Llego hasta donde está el anciano de misma ropa, no digo nada después de mi saludo y busco cualquier cosa para llevar. Estoy por tomar un chocolate blanco en forma de flor cuando la mano del anciano me toma por la muñeca. Levanto un poco asustada la mirada y me encuentro con unos ojos blancos como la nieve, y una sonrisa como la primavera.

—Hoy no —habla el anciano con una voz ronca, que a su vez se siente suave y reconfortante al oído —. Hoy necesitas algo especial.

Me ofrece ese dulce con envoltura amarilla.

—¿Enserio?

—Sí.

—¿Y por qué ahora?

—Porque en los momentos más amargos es cuando necesitamos algo dulce.
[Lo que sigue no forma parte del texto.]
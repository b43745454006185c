use crate::models::{UpdateReport, UpdateResult};
use serde::Serialize;
use std::sync::Arc;
use tokio::sync::mpsc;

/// State transitions of a check or update run, in the order they happen.
///
/// Per artifact the order is always `UpdateStarted`, zero or more
/// `Downloading`, then exactly one of `UpdateCompleted` / `UpdateFailed`.
#[derive(Debug, Clone, PartialEq, Serialize)]
#[serde(tag = "event", rename_all = "camelCase", rename_all_fields = "camelCase")]
pub enum UpdateEvent {
    UpdateCheckStarted {
        artifact_count: usize,
    },
    CheckingMod {
        name: String,
        position: usize,
        total: usize,
    },
    UpdateCheckCompleted {
        reports: Vec<UpdateReport>,
        updates_available: usize,
    },
    BatchUpdateProgress {
        current: usize,
        total: usize,
        name: String,
    },
    UpdateStarted {
        name: String,
    },
    Downloading {
        name: String,
        percent: f64,
    },
    UpdateCompleted {
        name: String,
        old_version: String,
        new_version: String,
    },
    UpdateFailed {
        name: String,
        error: String,
    },
    BatchUpdateCompleted {
        results: Vec<UpdateResult>,
    },
}

/// Receives update events.
/// Implementations forward them to the UI, a log, or a channel.
pub trait UpdateListener: Send + Sync {
    fn on_event(&self, event: UpdateEvent);
}

/// A listener that drops every event.
pub struct SilentListener;

impl UpdateListener for SilentListener {
    fn on_event(&self, _event: UpdateEvent) {}
}

/// Forwards events into an unbounded tokio channel.
pub struct ChannelListener {
    tx: mpsc::UnboundedSender<UpdateEvent>,
}

impl ChannelListener {
    pub fn new() -> (Self, mpsc::UnboundedReceiver<UpdateEvent>) {
        let (tx, rx) = mpsc::unbounded_channel();
        (Self { tx }, rx)
    }
}

impl UpdateListener for ChannelListener {
    fn on_event(&self, event: UpdateEvent) {
        if self.tx.send(event).is_err() {
            log::trace!("[Events] Receiver dropped, event discarded");
        }
    }
}

/// Delivers every event to each inner listener, in registration order.
#[derive(Default)]
pub struct FanOutListener {
    listeners: Vec<Arc<dyn UpdateListener>>,
}

impl FanOutListener {
    pub fn new() -> Self {
        Self::default()
    }

    pub fn with(mut self, listener: Arc<dyn UpdateListener>) -> Self {
        self.listeners.push(listener);
        self
    }
}

impl UpdateListener for FanOutListener {
    fn on_event(&self, event: UpdateEvent) {
        if let Some((last, rest)) = self.listeners.split_last() {
            for listener in rest {
                listener.on_event(event.clone());
            }
            last.on_event(event);
        }
    }
}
Levanto una ceja sin poder entender, solo acepto el dulce en mis manos. Algo es diferente. Siento como si estuviera sosteniendo un pedazo de sol, un calor recorre mi cuerpo al sentir el contacto de ese papel metálico; uno reconfortante. Es como si estuviera en verano en una tarde de invierno.

—Me gustaría saber porque regala sus dulces.

El anciano solo me mira con esos ojos blancos que le regalan un mundo de obscuridad. Me toma de la mano, me cierra en un puño mi mano con el dulce que recién me regalo.

—¿Por qué no lo he de hacer?

Me sorprende que me conteste con una pregunta como aquella. Estoy por expresar mi punto de vista, pero el timbre de mi celular suena. Es papá. Escuchar la notica de que mamá ha despertado, y los doctores auguran una pronta y satisfactoria recuperación, hacen que en mi la alegría aflore y se marchite la tristeza.

—Pequeña, recuerda que la vida son momentos de oportunidades —escucho al anciano hablar después de colgar —. Oportunidades y pequeños detalles, no los pierdas de vista solo porque el mundo no se detenga, las mejores cosas de la vida son aquellas que te toman un minuto para apreciar.

Sus palabras me llenan de sentido, es como si supiera por lo que estoy pasando, y en lo que mi vida es.

—Gracias.

Le sonrió, el no devuelve el gesto, y no es necesario que lo haga, siempre lleva consigo una sonrisa.

Emprendo mi viaje en dirección hacia el hospital, y en el camino quito la envoltura amarilla del dulce. Es redondo, blanco y rojo. Sonrió. Este es el dulce que mi madre me daba de pequeña, y que desde hace tiempo ya no hay en existencia.

Lo vuelvo a envolver en su paquete amarillo, y lo guardo en mi bolsillo del pantalón. Este pequeño detalle que la vida me ha ofrecido debe ser compartido ya que me ha brindado la oportunidad de hacerlo. Y se perfectamente con quien debo compartirlo.